Preprocessing data for harmonizing 1985-2005 occupation classifications

Alan Engel
Last update: 30 November 2021

This image of the top rows from the year 2000 dataset show the columns of interest and tasks that need to be performed to prepare this data for use in harmonizing the occupation classifications and import the data into R.

Top rows of 2000 data file
Top rows of 2000 data file

The codes in columns A, C, E, G and I appear to be specific to e-Stat's query language and API. (An example of using R to query e-Stat is at https://qiita.com/nozma/items/778843c757e42a4a63a4. Using the API will be left to a future task.)

The first subtask is to create a column that can be used as a basis for constructing the harmonized occupation classification and to merge this data with it. This column can be created from the census year (column J) and the occupation numbers given in column H. The cat03_code numbers in column G are an alternative to the occupation numbers, but aren't used here because they appear to be specific to this dataset.

First, correct a "feature" of this file. The occupation numbers of the first 9 occupations are in wide characters. These must be corrected to ASCII numerals. The easiest way to do this is to use a plain text editor such as Notepad. So far, I have only observed this feature in this download from the 2000 census, but researchers should be aware that it may exist elsewhere. (The CSV file in the repository is the corrected version.)

The remainder of this task is done in Microsoft Excel.

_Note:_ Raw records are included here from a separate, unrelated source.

use crate::foundation::error::{NeonError, NeonResult};

pub use kurbo::{Affine, Point, Rect, Size, Vec2};

/// Absolute 0-based frame index in output order.
#[derive(
    Clone, Copy, Debug, PartialEq, Eq, PartialOrd, Ord, Hash, serde::Serialize, serde::Deserialize,
)]
pub struct FrameIndex(pub u64);

/// Rational frames-per-second value.
#[derive(Clone, Copy, Debug, PartialEq, Eq, serde::Serialize, serde::Deserialize)]
pub struct Fps {
    /// Numerator.
    pub num: u32,
    /// Denominator (must be > 0).
    pub den: u32,
}

impl Fps {
    /// Create a validated FPS value.
    pub fn new(num: u32, den: u32) -> NeonResult<Self> {
        if den == 0 {
            return Err(NeonError::validation("Fps den must be > 0"));
        }
        if num == 0 {
            return Err(NeonError::validation("Fps num must be > 0"));
        }
        Ok(Self { num, den })
    }

    /// FPS as a floating-point value.
    pub fn as_f64(self) -> f64 {
        f64::from(self.num) / f64::from(self.den)
    }

    /// Duration of one frame in milliseconds.
    pub fn frame_duration_ms(self) -> f64 {
        1000.0 * f64::from(self.den) / f64::from(self.num)
    }
}

/// Straight-alpha RGBA8 color.
#[derive(Clone, Copy, Debug, PartialEq, Eq, Hash, serde::Serialize, serde::Deserialize)]
pub struct Rgba8 {
    /// Red.
    pub r: u8,
    /// Green.
    pub g: u8,
    /// Blue.
    pub b: u8,
    /// Alpha (not premultiplied into `r`, `g`, `b`).
    pub a: u8,
}

impl Rgba8 {
    /// Fully opaque white.
    pub const WHITE: Self = Self::rgb(255, 255, 255);
    /// Fully opaque black.
    pub const BLACK: Self = Self::rgb(0, 0, 0);

    /// Opaque color.
    pub const fn rgb(r: u8, g: u8, b: u8) -> Self {
        Self { r, g, b, a: 255 }
    }

    /// Color with explicit alpha.
    pub const fn rgba(r: u8, g: u8, b: u8, a: u8) -> Self {
        Self { r, g, b, a }
    }

    /// Same color with alpha set from a unit opacity (clamped to `[0, 1]`, NaN as 0).
    pub fn with_opacity(self, opacity: f64) -> Self {
        Self {
            a: unit_to_u8(opacity),
            ..self
        }
    }

    /// Same color with its alpha multiplied by a unit factor.
    pub fn scale_alpha(self, factor: f64) -> Self {
        let a = f64::from(self.a) / 255.0;
        self.with_opacity(a * factor)
    }

    /// `true` when drawing this color has no visible effect.
    pub fn is_transparent(self) -> bool {
        self.a == 0
    }

    /// Premultiplied `[r, g, b, a]` bytes.
    pub fn to_premul(self) -> [u8; 4] {
        fn premul(c: u8, a: u8) -> u8 {
            let c = u16::from(c);
            let a = u16::from(a);
            (((c * a) + 127) / 255) as u8
        }

        [
            premul(self.r, self.a),
            premul(self.g, self.a),
            premul(self.b, self.a),
            self.a,
        ]
    }
}

fn unit_to_u8(v: f64) -> u8 {
    if v.is_nan() {
        return 0;
    }
    (v.clamp(0.0, 1.0) * 255.0).round() as u8
}

#[cfg(test)]
#[path = "../../tests/unit/foundation/core.rs"]
mod tests;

The CSV file 2000_totals_minor_occupations.csv is imported into Excel, a new worksheet created with its first three columns labeled 'OccCode', 'Gender' and 'value'.

Import CSV into Excel and create new worksheet
Import CSV into Excel and create new worksheet

Under OccCode, make an occupation code by concatenating the census year, zero padding, and the occupation number.

=CONCATENATE(LEFT('2000_totals_minor_occupations'!J2,4),"00",LEFT('2000_totals_minor_occupations'!H2,1))

Use the conditional IF to select 'MALE' or 'FEMALE' under Gender. Simply copy the value.

=IF('2000_totals_minor_occupations'!F2="男","MALE","FEMALE")

These cells can be replicated down the length of the dataset. The function for computing OccCode must be modified for 2-digit and 3-digit occupation numbers.

=CONCATENATE(LEFT('2000_totals_minor_occupations'!J11,4),"0",LEFT('2000_totals_minor_occupations'!H11,2))
and
=CONCATENATE(LEFT('2000_totals_minor_occupations'!J101,4),LEFT('2000_totals_minor_occupations'!H101,3))
Extracted dataset
Extracted dataset

If the formulas are converted to values, this XSLX file can be used directly in R.